The theatre, originally known as the Richmond Theatre and Opera House, is structured into the familiar stalls, dress and upper circles, with four boxes at dress level. The auditorium is a mixture of gilt detailing and red plush fabrics, covering seats and front of circles. Its interior and exterior has been used as a movie set in many films (e.g. Evita, Topsy-Turvy, standing in for the Victorian Savoy Theatre, Finding Neverland – doubling as the Duke of York's Theatre, National Treasure: Book of Secrets – setting of Ford's Theatre) and TV programmes (e.g. Jonathan Creek).
In the early 1990s the theatre underwent a major overhaul overseen by the designer Carl Toms.

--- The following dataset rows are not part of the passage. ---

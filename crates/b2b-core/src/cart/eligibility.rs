//! Checkout eligibility evaluator.

use crate::types::{B2BCartItem, CheckoutBlockedReason};

/// Decides whether the cart can go to checkout, and if not, why.
///
/// ## Cascade (first match wins)
/// ```text
/// ┌─────────────────────────────────────────────────────────────────────────┐
/// │  1. no items                      ──► "Cart is empty"                   │
/// │  2. !is_within_limits             ──► "Order exceeds spending limits"   │
/// │  3. no shipping address           ──► "Shipping address required"       │
/// │  4. any qty outside [min, max]    ──► "Some items have invalid quantities"
/// │  5. otherwise                     ──► (true, None)                      │
/// └─────────────────────────────────────────────────────────────────────────┘
/// ```
///
/// An empty shipping address id counts as missing. Any other id, including
/// whitespace, is passed through for the checkout flow to resolve.
pub fn determine_checkout_status(
    items: &[B2BCartItem],
    is_within_limits: bool,
    shipping_address_id: Option<&str>,
) -> (bool, Option<CheckoutBlockedReason>) {
    if items.is_empty() {
        return (false, Some(CheckoutBlockedReason::CartEmpty));
    }

    if !is_within_limits {
        return (false, Some(CheckoutBlockedReason::SpendingLimitExceeded));
    }

    if shipping_address_id.map_or(true, str::is_empty) {
        return (false, Some(CheckoutBlockedReason::ShippingAddressRequired));
    }

    if items.iter().any(|item| !item.has_valid_quantity()) {
        return (false, Some(CheckoutBlockedReason::InvalidQuantities));
    }

    (true, None)
}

This included a side extension giving more space for the audience and includes a 'Matcham Room’. The driving force behind the renovation of the theatre was Sally Greene, with strong support from Richmond upon Thames Council through its Chief Executive, Richard Harbord and Community Services Committee chairman Serge Lourie.
The theatre is now part of the Ambassador Theatre Group and has a weekly schedule of plays and musicals, usually given by professional touring companies. Pre-West End shows can sometimes be seen. There is a Christmas and New Year pantomime tradition and many of Britain's greatest music hall and pantomime performers have appeared there.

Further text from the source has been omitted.